Un’ampia area demaniale marittima, estesa per circa 26.000 metri quadrati, è stata scoperta e posta sotto sequestro nel territorio di Lamezia Terme. L'area era stata adibita abusivamente alla coltivazione di cipolle, un'attività illecita emersa durante una serie di controlli mirati.

L’operazione è stata disposta dalla Procura della Repubblica di Lamezia Terme, guidata dal Procuratore Elio Romano, e condotta da un gruppo interforze altamente specializzato. Hanno partecipato la Guardia Costiera di Vibo Valentia e di Pizzo, il Reparto Operativo Aeronavale della Guardia di Finanza di Vibo Valentia e di Lamezia Terme, e il Gruppo Carabinieri Forestale di Catanzaro.

Il team ha beneficiato del prezioso supporto tecnico-scientifico dell’Arpacal di Catanzaro.

L’area agricola abusiva si presentava ben strutturata e delimitata. Era perimetrata da siepi di oleandri e da una recinzione composta da paletti in legno e rete metallica. Al suo interno, erano presenti impianti di protezione per le colture, costituiti da strutture in ferro con copertura in plastica, e un sofisticato impianto irriguo, completo di tubazioni, raccordi ed erogatori, tutti elementi che ne evidenziavano la natura organizzata e non occasionale.

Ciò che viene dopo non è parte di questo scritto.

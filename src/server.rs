//! Listening endpoints for both transports. Sessions are served one after the other. A failing
//!  session is logged and does not stop the server.

use std::net::SocketAddr;
use std::sync::Arc;
use tokio::net::TcpListener;
use tracing::{error, info};
use crate::config::ProbeConfig;
use crate::datagram::DatagramListener;
use crate::dispatcher::serve_requests;
use crate::stream::StreamConnection;

/// Accept stream connections and serve each of them until its peer closes it. `max_connections`
///  limits the number of connections before the server returns, `None` serves forever.
pub async fn serve_stream(config: Arc<ProbeConfig>, listener: TcpListener, max_connections: Option<usize>) -> anyhow::Result<()> {
    info!("serving stream connections on {:?}", listener.local_addr()?);

    let mut num_connections = 0;
    while max_connections.map_or(true, |max| num_connections < max) {
        let (stream, peer_addr) = match listener.accept().await {
            Ok(accepted) => accepted,
            Err(e) => {
                error!("error accepting a stream connection: {}", e);
                continue;
            }
        };
        num_connections += 1;

        info!("serving stream connection from {:?}", peer_addr);
        let mut conn = StreamConnection::from_tcp(stream);
        match serve_requests(&mut conn, &config).await {
            Ok(num_requests) => info!("stream connection from {:?} closed after {} requests", peer_addr, num_requests),
            Err(e) => error!("stream connection from {:?} failed: {}", peer_addr, e),
        }
    }
    Ok(())
}

/// Serve datagram sessions one after the other. The socket of a session is bound to its peer, so
///  after a session ends, a fresh socket is bound to the same address for the next one.
///  `max_sessions` works like `max_connections` for [serve_stream].
pub async fn serve_datagram(config: Arc<ProbeConfig>, listener: DatagramListener, max_sessions: Option<usize>) -> anyhow::Result<()> {
    let addr: SocketAddr = listener.local_addr()?;
    info!("serving datagram sessions on {:?}", addr);

    let mut listener = Some(listener);
    let mut num_sessions = 0;
    while max_sessions.map_or(true, |max| num_sessions < max) {
        let current = match listener.take() {
            Some(l) => l,
            None => DatagramListener::bind(config.clone(), addr).await?,
        };

        let mut conn = match current.accept().await {
            Ok(conn) => conn,
            Err(e) => {
                error!("datagram handshake failed: {}", e);
                continue;
            }
        };
        num_sessions += 1;

        let peer_addr = conn.peer_addr();
        match serve_requests(&mut conn, &config).await {
            Ok(num_requests) => info!("datagram session with {:?} closed after {} requests", peer_addr, num_requests),
            Err(e) => error!("datagram session with {:?} failed: {}", peer_addr, e),
        }
    }
    Ok(())
}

Il sequestro preventivo dell'area è stato successivamente convalidato dal Giudice per le Indagini Preliminari. Il titolare dell’azienda agricola responsabile dell'occupazione è ora chiamato a rispondere di gravi ipotesi di reato, tra cui l'occupazione abusiva di area demaniale marittima e la violazione della normativa paesaggistica, reati che comportano significative implicazioni legali e ambientali.

Dettagli dell'operazione di sequestro

L'individuazione della coltivazione abusiva di cipolle è avvenuta nell'ambito di una più ampia operazione di controllo ambientale marino, coordinata con fermezza dalla Procura di Lamezia Terme. L'azione congiunta ha visto l'impiego di militari della Guardia Costiera, della Guardia di Finanza e del Corpo Forestale, che hanno operato in sinergia per ripristinare la legalità sul territorio.

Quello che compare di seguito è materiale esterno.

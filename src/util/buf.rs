//! Fixed-width big-endian number encoding on top of the `bytes` crate. Writing uses `BufMut`'s
//!  `put_*` methods directly, this module adds reads that fail instead of panicking on underflow,
//!  and the encoding of `i32` lists used for resend requests.

use anyhow::anyhow;
use bytes::{Buf, BufMut};

pub const I32_SIZE: usize = size_of::<i32>();
pub const I64_SIZE: usize = size_of::<i64>();

macro_rules! get_checked_impl {
    ($checked_getter: ident, $ty:ty, $getter: ident) => {
        fn $checked_getter(&mut self) -> anyhow::Result<$ty> {
            if self.remaining() < size_of::<$ty>() {
                return Err(anyhow!("buffer underflow: {} bytes required, {} remaining", size_of::<$ty>(), self.remaining()));
            }
            Ok(self.$getter())
        }
    }
}

pub trait BufExt: Buf {
    get_checked_impl!(checked_get_i8, i8, get_i8);
    get_checked_impl!(checked_get_u8, u8, get_u8);
    get_checked_impl!(checked_get_i32, i32, get_i32);
    get_checked_impl!(checked_get_i64, i64, get_i64);

    /// reads i32 values until the buffer is exhausted
    fn checked_get_i32_list(&mut self) -> anyhow::Result<Vec<i32>> {
        if self.remaining() % I32_SIZE != 0 {
            return Err(anyhow!("buffer of {} bytes does not contain a whole number of i32 values", self.remaining()));
        }

        let mut result = Vec::with_capacity(self.remaining() / I32_SIZE);
        while self.has_remaining() {
            result.push(self.get_i32());
        }
        Ok(result)
    }
}

pub trait BufMutExt: BufMut {
    fn put_i32_list(&mut self, values: &[i32]) {
        for &v in values {
            self.put_i32(v);
        }
    }
}

impl <T: Buf> BufExt for T {
}

impl <T: BufMut> BufMutExt for T {
}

L'area, situata a ridosso della battigia, presentava in modo evidente le strutture per la coltivazione e l'irrigazione, tutte prive delle necessarie autorizzazioni. Questi manufatti, insieme all'intera superficie, sono stati posti sotto sequestro preventivo d'urgenza, una misura cautelare poi pienamente convalidata dal Giudice per le Indagini Preliminari, confermando la fondatezza delle accuse e la necessità dell'intervento.

Il ruolo cruciale dell'Arpacal

L'Arpacal, acronimo di Agenzia Regionale per la Protezione dell'Ambiente della Calabria, ha svolto un ruolo fondamentale fornendo il suo expertise e il supporto tecnico-scientifico all'intera operazione. L'agenzia è un pilastro nella regione per le sue attività di controllo e monitoraggio delle matrici ambientali, garantendo un'azione costante a tutela del patrimonio naturale.

La sua missione include l'assicurare supporto tecnico-scientifico a tutti gli enti pubblici impegnati nell'attuazione dei compiti attribuiti dalla normativa vigente in materia di prevenzione e tutela ambientale. Questo intervento a Lamezia Terme ne è un chiaro esempio.

Nello specifico, l'Arpacal opera attraverso i suoi Servizi Territoriali, che includono l'Area Monitoraggi e Controlli e l'Area Laboratoristica.

Queste strutture sono essenziali per svolgere ispezioni approfondite sul territorio e per fornire l'indispensabile assistenza tecnica agli enti pubblici nelle loro funzioni amministrative legate all'ambiente, contribuendo attivamente alla salvaguardia del territorio calabrese.